• 2010-08-21 13:38:00

    Create an inexpensive hourly remote backup

    There are two kinds of people, those who backup regularly, and those that never had a hard drive fail

    As you can tell the above is my favorite quote. It is so true and I believe everyone should evaluate how much their data (emails, documents, files) is worth to them and, based on that value, create a backup strategy that suits them. I know for sure that if I ever lost the pictures and videos of my family I would be devastated since those are irreplaceable.

    So the question is how can I have an inexpensive backup solution? All my documents and emails are stored in Google, since my domain is on Google Apps. What happens to the live/development servers though that host all my work? I program on a daily basis and the code has to be backed up regularly so as to avoid any hard drive failures and thus result in loss of time and money.

    So here is my solution. I have an old computer (IBM Thincentre) which I decided to beef up a bit. I bought 4Gb of RAM from eBay for less than $100 for it. Although this is was not necessary since my solution would be based on Linux (Gentoo in particular), I wanted to have faster compilation times for packages.

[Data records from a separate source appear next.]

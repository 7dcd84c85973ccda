//! The pipeline controller: gating, bounded reading, decoder dispatch.

use crate::context::RequestContext;
use crate::decoder::{self, Decoder, GzipDecoder, JsonDecoder};
use crate::error::BodyError;
use crate::limit::LimitedBody;
use async_trait::async_trait;
use bytes::Bytes;
use http::Method;
use http_body_util::BodyExt;
use std::error::Error;
use std::fmt;
use tracing::{debug, trace};

pub type BoxError = Box<dyn Error + Send + Sync>;

/// Default request body size limit: 50 KiB.
pub const DEFAULT_BODY_LIMIT: usize = 50 * 1024;

type Predicate = Box<dyn Fn(&RequestContext) -> bool + Send + Sync>;

/// The continuation invoked once the body slot is settled.
#[async_trait]
pub trait Next: Send {
    async fn run(&mut self, ctx: &mut RequestContext) -> Result<(), BoxError>;
}

/// Matches requests whose content-type starts with `application/json`.
pub fn json_content_type(ctx: &RequestContext) -> bool {
    ctx.content_type().is_some_and(|ct| ct.starts_with(mime::APPLICATION_JSON.as_ref()))
}

/// Matches requests whose content-type starts with `application/json` or
/// `application/x-www-form-urlencoded`.
pub fn json_or_form_content_type(ctx: &RequestContext) -> bool {
    ctx.content_type().is_some_and(|ct| {
        ct.starts_with(mime::APPLICATION_JSON.as_ref())
            || ct.starts_with(mime::APPLICATION_WWW_FORM_URLENCODED.as_ref())
    })
}

/// Request body decoding pipeline.
///
/// Built once at startup and shared across requests; it holds no per-request
/// state, so concurrent `handle` calls from many workers are safe.
pub struct BodyParser {
    limit: usize,
    decoders: Vec<Box<dyn Decoder>>,
    skip: Predicate,
    content_type_gate: Predicate,
    allowed_methods: Vec<Method>,
}

impl BodyParser {
    pub fn builder() -> BodyParserBuilder {
        BodyParserBuilder::new()
    }

    /// The default pipeline: gzip decompression then JSON structural
    /// validation, gated on a JSON content type.
    pub fn with_defaults() -> Self {
        Self::builder().decoder(GzipDecoder).decoder(JsonDecoder).build()
    }

    /// Runs the pipeline for one request.
    ///
    /// Gated-out requests (skip predicate, pre-captured body slot, content
    /// type mismatch, non-mutating method) continue to `next` untouched.
    /// Otherwise the raw stream is read under the size limit, the first
    /// applicable decoder runs, the decoded bytes land in the body slot and
    /// `next` runs; its error, if any, is propagated. On failure `next` is
    /// never invoked and the classified error is returned.
    pub async fn handle<N: Next>(&self, ctx: &mut RequestContext, mut next: N) -> Result<(), BoxError> {
        if (self.skip)(ctx)
            || ctx.request_body().is_some()
            || !(self.content_type_gate)(ctx)
            || !self.allowed_methods.contains(ctx.method())
        {
            return next.run(ctx).await;
        }

        let raw = self.read_body(ctx).await?;

        let decoded = match decoder::select(&self.decoders, ctx) {
            Some(decoder) => {
                trace!(size = raw.len(), "decoding request body");
                match decoder.decode(ctx, raw) {
                    Ok(decoded) => decoded,
                    Err(e) => {
                        debug!(error = %e, "decode request body failed");
                        return Err(e.into());
                    }
                }
            }
            None => raw,
        };

        ctx.set_request_body(decoded);
        next.run(ctx).await
    }

    async fn read_body(&self, ctx: &mut RequestContext) -> Result<Bytes, BodyError> {
        let body = ctx.take_raw_body();
        let collected = if self.limit > 0 {
            LimitedBody::new(body, self.limit).collect().await
        } else {
            body.collect().await.map_err(BodyError::from)
        }?;
        Ok(collected.to_bytes())
    }
}

impl fmt::Debug for BodyParser {
    fn fmt(&self, f: &mut fmt::Formatter<'_>) -> fmt::Result {
        f.debug_struct("BodyParser")
            .field("limit", &self.limit)
            .field("decoders", &self.decoders.len())
            .field("allowed_methods", &self.allowed_methods)
            .finish_non_exhaustive()
    }
}

pub struct BodyParserBuilder {
    limit: usize,
    decoders: Vec<Box<dyn Decoder>>,
    skip: Option<Predicate>,
    content_type_gate: Option<Predicate>,
    allowed_methods: Vec<Method>,
}

impl BodyParserBuilder {
    fn new() -> Self {
        Self {
            limit: DEFAULT_BODY_LIMIT,
            decoders: vec![],
            skip: None,
            content_type_gate: None,
            allowed_methods: vec![Method::POST, Method::PUT, Method::PATCH],
        }
    }

    /// Sets the body size limit in bytes. `0` disables enforcement.
    pub fn limit(mut self, limit: usize) -> Self {
        self.limit = limit;
        self
    }

    /// Appends a decoder; registration order decides selection priority.
    pub fn decoder<D: Decoder + 'static>(mut self, decoder: D) -> Self {
        self.decoders.push(Box::new(decoder));
        self
    }

    /// Requests matching this predicate bypass the pipeline entirely.
    pub fn skip<F>(mut self, f: F) -> Self
    where
        F: Fn(&RequestContext) -> bool + Send + Sync + 'static,
    {
        self.skip = Some(Box::new(f));
        self
    }

    /// Replaces the content-type gate. Defaults to [`json_content_type`].
    pub fn content_type_gate<F>(mut self, f: F) -> Self
    where
        F: Fn(&RequestContext) -> bool + Send + Sync + 'static,
    {
        self.content_type_gate = Some(Box::new(f));
        self
    }

    /// Replaces the allowed method set. Defaults to POST, PUT and PATCH.
    pub fn allowed_methods<I>(mut self, methods: I) -> Self
    where
        I: IntoIterator<Item = Method>,
    {
        self.allowed_methods = methods.into_iter().collect();
        self
    }

    pub fn build(self) -> BodyParser {
        BodyParser {
            limit: self.limit,
            decoders: self.decoders,
            skip: self.skip.unwrap_or_else(|| Box::new(|_| false)),
            content_type_gate: self.content_type_gate.unwrap_or_else(|| Box::new(json_content_type)),
            allowed_methods: self.allowed_methods,
        }
    }
}

impl fmt::Debug for BodyParserBuilder {
    fn fmt(&self, f: &mut fmt::Formatter<'_>) -> fmt::Result {
        f.debug_struct("BodyParserBuilder")
            .field("limit", &self.limit)
            .field("decoders", &self.decoders.len())
            .field("allowed_methods", &self.allowed_methods)
            .finish_non_exhaustive()
    }
}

    I bought two external drives (750Gb and 500Gb respectively) and one 750Gb internal drive. I already have a 120Gb hard drive in the computer. The two external ones are connected to the computer using USB while the internal ones are connected using SATA.

    The external drives are formatted using NTFS while the whole computer is built using ReiserFS.

    Here is the approach:

    • I have installed and have a working Gentoo installation on the machine
    • I have an active Internet connection
    • I have installed LVM on the machine and set up the core system on the 120Mb drive while the 500Mb is on LVM
    • I have 300Mb active on the LVM (from the available 500Mb)
    • I have generated a public SSH key (I will need this to exchange it with the target servers)
    • I have mounted the internal 500Mb drive to the /storage folder
    • I have mounted the external USB 750Mb drive to the /backup_hourly folder
    • I have mounted the external USB 500Mb drive to the /backup_daily folder

    Here is how my backup works:

    Every hour a script runs. The script uses rsync to syncrhonize files and folders from a remote server locally. Those files and folders are kept in relevant server named subfolders in the /storage folder (remember this is my LVM). So for instance my subfolders will be /storage/beryllium.niden.net, /storage/nitrogen.niden.net, /storage/argon.niden.net etc.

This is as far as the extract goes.